• _PROBLEM TO SOLVE_: Using the material below, work out how many lines contain "FetchFailed". Only the number is wanted.

• _THE INPUT_:
——————
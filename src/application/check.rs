//! The shared fetch / de-duplicate / deliver routine.
//!
//! Both the background poller and the chat commands go through
//! [`DealCheck::evaluate`]; they differ only in the [`CheckPolicy`] they pass
//! and in how they present the resulting [`CheckOutcome`].
//!
//! ```text
//! eligibility ─► cooldown ─► store filter ─► fetch ─► first deal
//!                                                        │
//!             record_post ◄─ deliver ◄─ channel exists ◄─ dedupe
//! ```
//!
//! Everything after the fetch either runs to completion (message delivered
//! and post recorded) or leaves the target untouched.

use std::sync::Arc;

use tracing::{debug, error, info, warn};

use super::notice::{NoticeFormatter, NoticeKind};
use crate::domain::{ChannelId, Deal, Eligibility, Target};
use crate::port::{DealSource, Notifier, TargetStore};

/// Which gates a check honours, and how the resulting notice looks.
#[derive(Debug, Clone, Copy, PartialEq, Eq)]
pub struct CheckPolicy {
    /// Skip the enabled / destination / stores invariant.
    pub bypass_eligibility: bool,
    /// Skip the per-target cooldown.
    pub bypass_cooldown: bool,
    /// Post even when the top deal equals the last posted one.
    pub bypass_dedupe: bool,
    /// Notice flavour to render.
    pub kind: NoticeKind,
}

impl CheckPolicy {
    /// Periodic loop: every gate applies.
    #[must_use]
    pub const fn background() -> Self {
        Self {
            bypass_eligibility: false,
            bypass_cooldown: false,
            bypass_dedupe: false,
            kind: NoticeKind::Alert,
        }
    }

    /// Explicit `check` command: ignores eligibility and cooldown, keeps dedupe.
    #[must_use]
    pub const fn manual() -> Self {
        Self {
            bypass_eligibility: true,
            bypass_cooldown: true,
            bypass_dedupe: false,
            kind: NoticeKind::ManualCheck,
        }
    }

    /// Post made when checks are switched on.
    #[must_use]
    pub const fn on_enable(respect_dedupe: bool) -> Self {
        Self {
            bypass_eligibility: true,
            bypass_cooldown: true,
            bypass_dedupe: !respect_dedupe,
            kind: NoticeKind::Enabled,
        }
    }
}

/// Result of one check against one target.
#[derive(Debug, Clone, PartialEq, Eq)]
pub enum CheckOutcome {
    /// Master switch is off.
    Disabled,
    /// No configured channel and no fallback.
    NoDestination,
    /// No store toggle is on; nothing was fetched.
    NoStoresEnabled,
    /// The cooldown has not elapsed yet.
    CoolingDown { remaining_secs: i64 },
    /// Upstream request failed (status, transport or decode).
    FetchFailed { reason: String },
    /// Upstream returned no deals.
    NoDeals,
    /// The top deal was already posted for this target.
    Duplicate { deal: Deal },
    /// The destination channel no longer exists.
    ChannelMissing { channel: ChannelId },
    /// The chat backend rejected the message.
    DeliveryFailed { channel: ChannelId, reason: String },
    /// The deal was posted and recorded.
    Posted { deal: Deal, channel: ChannelId },
    /// The deal was posted but the post record could not be saved.
    PostedUnrecorded { deal: Deal, channel: ChannelId },
}

impl CheckOutcome {
    /// Whether a message was delivered.
    #[must_use]
    pub const fn is_posted(&self) -> bool {
        matches!(self, Self::Posted { .. } | Self::PostedUnrecorded { .. })
    }

    /// Whether the outcome reflects a failure rather than a policy skip.
    #[must_use]
    pub const fn is_failure(&self) -> bool {
        matches!(
            self,
            Self::FetchFailed { .. } | Self::ChannelMissing { .. } | Self::DeliveryFailed { .. }
        )
    }

    /// Short machine-friendly label, used in logs.
    #[must_use]
    pub const fn label(&self) -> &'static str {
        match self {
            Self::Disabled => "disabled",
            Self::NoDestination => "no_destination",
            Self::NoStoresEnabled => "no_stores_enabled",
            Self::CoolingDown { .. } => "cooling_down",
            Self::FetchFailed { .. } => "fetch_failed",
            Self::NoDeals => "no_deals",
            Self::Duplicate { .. } => "duplicate",
            Self::ChannelMissing { .. } => "channel_missing",
            Self::DeliveryFailed { .. } => "delivery_failed",
            Self::Posted { .. } => "posted",
            Self::PostedUnrecorded { .. } => "posted_unrecorded",
        }
    }
}

/// Fetches, de-duplicates and delivers deals for one target at a time.
pub struct DealCheck {
    source: Arc<dyn DealSource>,
    notifier: Arc<dyn Notifier>,
    store: Arc<dyn TargetStore>,
    formatter: NoticeFormatter,
    cooldown_secs: i64,
}

impl DealCheck {
    /// Create a check routine over the given ports.
    pub fn new(
        source: Arc<dyn DealSource>,
        notifier: Arc<dyn Notifier>,
        store: Arc<dyn TargetStore>,
        formatter: NoticeFormatter,
        cooldown_secs: i64,
    ) -> Self {
        Self {
            source,
            notifier,
            store,
            formatter,
            cooldown_secs,
        }
    }

    /// Upstream name, for user-facing replies.
    #[must_use]
    pub fn source_name(&self) -> &'static str {
        self.source.source_name()
    }

    /// Notifier used for delivery and channel lookups.
    #[must_use]
    pub fn notifier(&self) -> &Arc<dyn Notifier> {
        &self.notifier
    }

    /// Evaluate `target` at time `now` and post its top deal if warranted.
    ///
    /// `fallback_channel` is used when the target has no configured channel
    /// (the invoking channel for command-triggered checks).
    pub async fn evaluate(
        &self,
        target: &Target,
        now: i64,
        policy: CheckPolicy,
        fallback_channel: Option<ChannelId>,
    ) -> CheckOutcome {
        let guild = target.guild;

        if !policy.bypass_eligibility {
            match target.eligibility() {
                Eligibility::Eligible => {}
                Eligibility::Disabled => return CheckOutcome::Disabled,
                Eligibility::NoDestination => return CheckOutcome::NoDestination,
                Eligibility::NoStoresEnabled => return CheckOutcome::NoStoresEnabled,
            }
        }

        if !policy.bypass_cooldown {
            if let Some(remaining_secs) = target.cooldown_remaining(now, self.cooldown_secs) {
                debug!(guild = %guild, remaining_secs, "Target cooling down");
                return CheckOutcome::CoolingDown { remaining_secs };
            }
        }

        let stores = target.stores.enabled();
        if stores.is_empty() {
            return CheckOutcome::NoStoresEnabled;
        }

        let Some(channel) = target.channel.or(fallback_channel) else {
            return CheckOutcome::NoDestination;
        };

        let deals = match self.source.free_deals(&stores).await {
            Ok(deals) => deals,
            Err(err) => {
                warn!(guild = %guild, error = %err, "Deal fetch failed");
                return CheckOutcome::FetchFailed {
                    reason: err.to_string(),
                };
            }
        };

        let Some(deal) = deals.into_iter().next() else {
            debug!(guild = %guild, "No free deals available");
            return CheckOutcome::NoDeals;
        };

        if !policy.bypass_dedupe && target.already_posted(&deal.id) {
            debug!(guild = %guild, deal_id = %deal.id, "Top deal already posted");
            return CheckOutcome::Duplicate { deal };
        }

        if !self.notifier.channel_exists(guild, channel).await {
            debug!(guild = %guild, channel = %channel, "Destination channel not found");
            return CheckOutcome::ChannelMissing { channel };
        }

        let notice = self.formatter.render(policy.kind, &deal);
        if let Err(err) = self.notifier.deliver(channel, &notice, target.ping_role).await {
            warn!(guild = %guild, channel = %channel, error = %err, "Deal delivery failed");
            return CheckOutcome::DeliveryFailed {
                channel,
                reason: err.to_string(),
            };
        }

        if let Err(err) = self.store.record_post(guild, now, &deal.id).await {
            error!(guild = %guild, deal_id = %deal.id, error = %err, "Failed to record post");
            return CheckOutcome::PostedUnrecorded { deal, channel };
        }

        info!(
            guild = %guild,
            channel = %channel,
            deal_id = %deal.id,
            title = %deal.title,
            store = deal.store_name(),
            "Posted free game"
        );

        CheckOutcome::Posted { deal, channel }
    }
}
//! Handler for the `run` command.

use tracing::info;

use crate::adapter::inbound::cli::command::RunArgs;
use crate::adapter::inbound::cli::output;
use crate::application::notice::describe_duration;
use crate::error::Result;
use crate::infrastructure::bootstrap;
use crate::infrastructure::config::settings::Config;

/// Execute the run command.
pub async fn execute(args: &RunArgs) -> Result<()> {
    let mut config = Config::load(&args.config)?;
    apply_overrides(&mut config, args, output::is_json());
    config.init_logging();

    if !output::is_quiet() && !output::is_json() {
        print_startup_config(&config);
    }

    info!(config = %args.config.display(), "freegames starting");
    bootstrap::run(config).await
}

/// Apply command-line overrides on top of the loaded configuration.
fn apply_overrides(config: &mut Config, args: &RunArgs, force_json_logs: bool) {
    if let Some(level) = &args.log_level {
        config.logging.level.clone_from(level);
    }
    if args.json_logs || force_json_logs {
        config.logging.format = "json".to_string();
    }
    if args.dry_run {
        config.dry_run = true;
    }
    if let Some(path) = &args.database {
        config.database = path.to_string_lossy().into_owned();
    }
}

fn print_startup_config(config: &Config) {
    output::header(env!("CARGO_PKG_VERSION"));
    output::field("Database", &config.database);
    output::field("Prefix", format!("{}freegames", config.discord.prefix));
    output::field("Cooldown", describe_duration(config.poller.cooldown()));
    if output::verbosity() > 0 {
        output::field("Deals API", &config.cheapshark.base_url);
        output::field("Interval", format!("{}s", config.poller.interval_secs));
    }

    if config.dry_run {
        output::warning("Dry-run mode enabled - deal notices will be logged, not posted");
    }
}

#[cfg(test)]
mod tests {
    use super::*;
    use std::path::PathBuf;

    fn args() -> RunArgs {
        RunArgs {
            config: PathBuf::from("config.toml"),
            log_level: None,
            dry_run: false,
            json_logs: false,
            database: None,
        }
    }

    #[test]
    fn no_flags_keep_the_file_values() {
        let mut config = Config::default();
        apply_overrides(&mut config, &args(), false);
        assert_eq!(config.logging.level, "info");
        assert_eq!(config.logging.format, "pretty");
        assert!(!config.dry_run);
        assert_eq!(config.database, "freegames.db");
    }

    #[test]
    fn flags_override_the_file() {
        let mut config = Config::default();
        let args = RunArgs {
            log_level: Some("debug".into()),
            dry_run: true,
            database: Some(PathBuf::from("/tmp/bot.db")),
            ..args()
        };
        apply_overrides(&mut config, &args, false);
        assert_eq!(config.logging.level, "debug");
        assert!(config.dry_run);
        assert_eq!(config.database, "/tmp/bot.db");
    }

    #[test]
    fn json_output_forces_json_logs() {
        let mut config = Config::default();
        apply_overrides(&mut config, &args(), true);
        assert_eq!(config.logging.format, "json");
    }
}
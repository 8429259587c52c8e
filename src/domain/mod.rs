//! Platform-agnostic domain types: storefronts, deals and per-guild targets.

pub mod deal;
pub mod id;
pub mod storefront;
pub mod target;

pub use deal::Deal;
pub use id::{ChannelId, DealId, GuildId, RoleId};
pub use storefront::{store_display_name, Storefront, UNKNOWN_STORE};
pub use target::{Eligibility, StoreToggles, Target};
//! CheapShark client configuration.

use serde::Deserialize;

use crate::application::DEFAULT_REDIRECT_PREFIX;

/// Deals API endpoint and HTTP limits.
#[derive(Debug, Clone, Deserialize)]
pub struct CheapSharkConfig {
    /// API root; `/api/1.0/deals` is appended.
    #[serde(default = "default_base_url")]
    pub base_url: String,
    /// Deal link prefix; the deal id is appended verbatim.
    #[serde(default = "default_redirect_url")]
    pub redirect_url: String,
    /// Whole-request timeout in milliseconds.
    #[serde(default = "default_timeout_ms")]
    pub timeout_ms: u64,
    /// Connect timeout in milliseconds.
    #[serde(default = "default_connect_timeout_ms")]
    pub connect_timeout_ms: u64,
}

fn default_base_url() -> String {
    "https://www.cheapshark.com".into()
}

fn default_redirect_url() -> String {
    DEFAULT_REDIRECT_PREFIX.into()
}

const fn default_timeout_ms() -> u64 {
    10_000
}

const fn default_connect_timeout_ms() -> u64 {
    3_000
}

impl Default for CheapSharkConfig {
    fn default() -> Self {
        Self {
            base_url: default_base_url(),
            redirect_url: default_redirect_url(),
            timeout_ms: default_timeout_ms(),
            connect_timeout_ms: default_connect_timeout_ms(),
        }
    }
}
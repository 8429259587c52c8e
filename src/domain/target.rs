//! Per-guild notification targets.
//!
//! A [`Target`] holds a guild's configuration (master switch, destination
//! channel, store toggles, optional ping role) together with the state used
//! to throttle and de-duplicate posts.

use std::collections::BTreeMap;

use serde::{Deserialize, Serialize};

use super::id::{ChannelId, DealId, GuildId, RoleId};
use super::storefront::Storefront;

/// Per-store on/off switches.
///
/// Every known storefront always has an entry; new guilds start with all
/// stores enabled.
#[derive(Debug, Clone, PartialEq, Eq, Serialize, Deserialize)]
#[serde(transparent)]
pub struct StoreToggles(BTreeMap<Storefront, bool>);

impl StoreToggles {
    /// Toggles with every store enabled.
    #[must_use]
    pub fn all_enabled() -> Self {
        Self(Storefront::ALL.into_iter().map(|s| (s, true)).collect())
    }

    /// Toggles with every store disabled.
    #[must_use]
    pub fn none_enabled() -> Self {
        Self(Storefront::ALL.into_iter().map(|s| (s, false)).collect())
    }

    /// Whether a store is enabled. Missing entries count as enabled.
    #[must_use]
    pub fn is_enabled(&self, store: Storefront) -> bool {
        self.0.get(&store).copied().unwrap_or(true)
    }

    /// Set a store's switch.
    pub fn set(&mut self, store: Storefront, enabled: bool) {
        self.0.insert(store, enabled);
    }

    /// Flip a store's switch and return the new state.
    pub fn toggle(&mut self, store: Storefront) -> bool {
        let next = !self.is_enabled(store);
        self.set(store, next);
        next
    }

    /// Enabled stores in upstream id order.
    #[must_use]
    pub fn enabled(&self) -> Vec<Storefront> {
        Storefront::ALL
            .into_iter()
            .filter(|store| self.is_enabled(*store))
            .collect()
    }

    /// Whether at least one store is enabled.
    #[must_use]
    pub fn any_enabled(&self) -> bool {
        Storefront::ALL.into_iter().any(|store| self.is_enabled(store))
    }
}

impl Default for StoreToggles {
    fn default() -> Self {
        Self::all_enabled()
    }
}

/// Why a target may or may not receive background notifications.
#[derive(Debug, Clone, Copy, PartialEq, Eq)]
pub enum Eligibility {
    /// Enabled, has a destination, and at least one store is on.
    Eligible,
    /// The master switch is off.
    Disabled,
    /// No destination channel configured.
    NoDestination,
    /// Every store toggle is off.
    NoStoresEnabled,
}

/// Notification target for one guild.
#[derive(Debug, Clone, PartialEq, Eq)]
pub struct Target {
    /// Owning guild; the persistence key.
    pub guild: GuildId,
    /// Master switch for background posting.
    pub enabled: bool,
    /// Where deals are posted.
    pub channel: Option<ChannelId>,
    /// Which storefronts are included in the upstream filter.
    pub stores: StoreToggles,
    /// Unix seconds of the last successful post (0 = never).
    pub last_check: i64,
    /// Id of the last deal posted, the sole de-duplication key.
    pub last_posted_deal: Option<DealId>,
    /// Role mentioned alongside each post.
    pub ping_role: Option<RoleId>,
}

impl Target {
    /// A target with default settings for a guild seen for the first time.
    #[must_use]
    pub fn new(guild: GuildId) -> Self {
        Self {
            guild,
            enabled: true,
            channel: None,
            stores: StoreToggles::default(),
            last_check: 0,
            last_posted_deal: None,
            ping_role: None,
        }
    }

    /// Classify the target against the eligibility invariant.
    #[must_use]
    pub fn eligibility(&self) -> Eligibility {
        if !self.enabled {
            Eligibility::Disabled
        } else if self.channel.is_none() {
            Eligibility::NoDestination
        } else if !self.stores.any_enabled() {
            Eligibility::NoStoresEnabled
        } else {
            Eligibility::Eligible
        }
    }

    /// Whether the target may receive background notifications.
    #[must_use]
    pub fn is_eligible(&self) -> bool {
        self.eligibility() == Eligibility::Eligible
    }

    /// Seconds left before the cooldown elapses, or `None` if it already has.
    #[must_use]
    pub fn cooldown_remaining(&self, now: i64, cooldown_secs: i64) -> Option<i64> {
        let elapsed = now.saturating_sub(self.last_check);
        (elapsed < cooldown_secs).then(|| cooldown_secs - elapsed)
    }

    /// Whether `deal` is the one already posted for this target.
    #[must_use]
    pub fn already_posted(&self, deal: &DealId) -> bool {
        self.last_posted_deal.as_ref() == Some(deal)
    }

    /// Record a successful post.
    pub fn record_post(&mut self, now: i64, deal: DealId) {
        self.last_check = now;
        self.last_posted_deal = Some(deal);
    }
}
——————
• _RESPONSE FOR THIS EXERCISE_: 4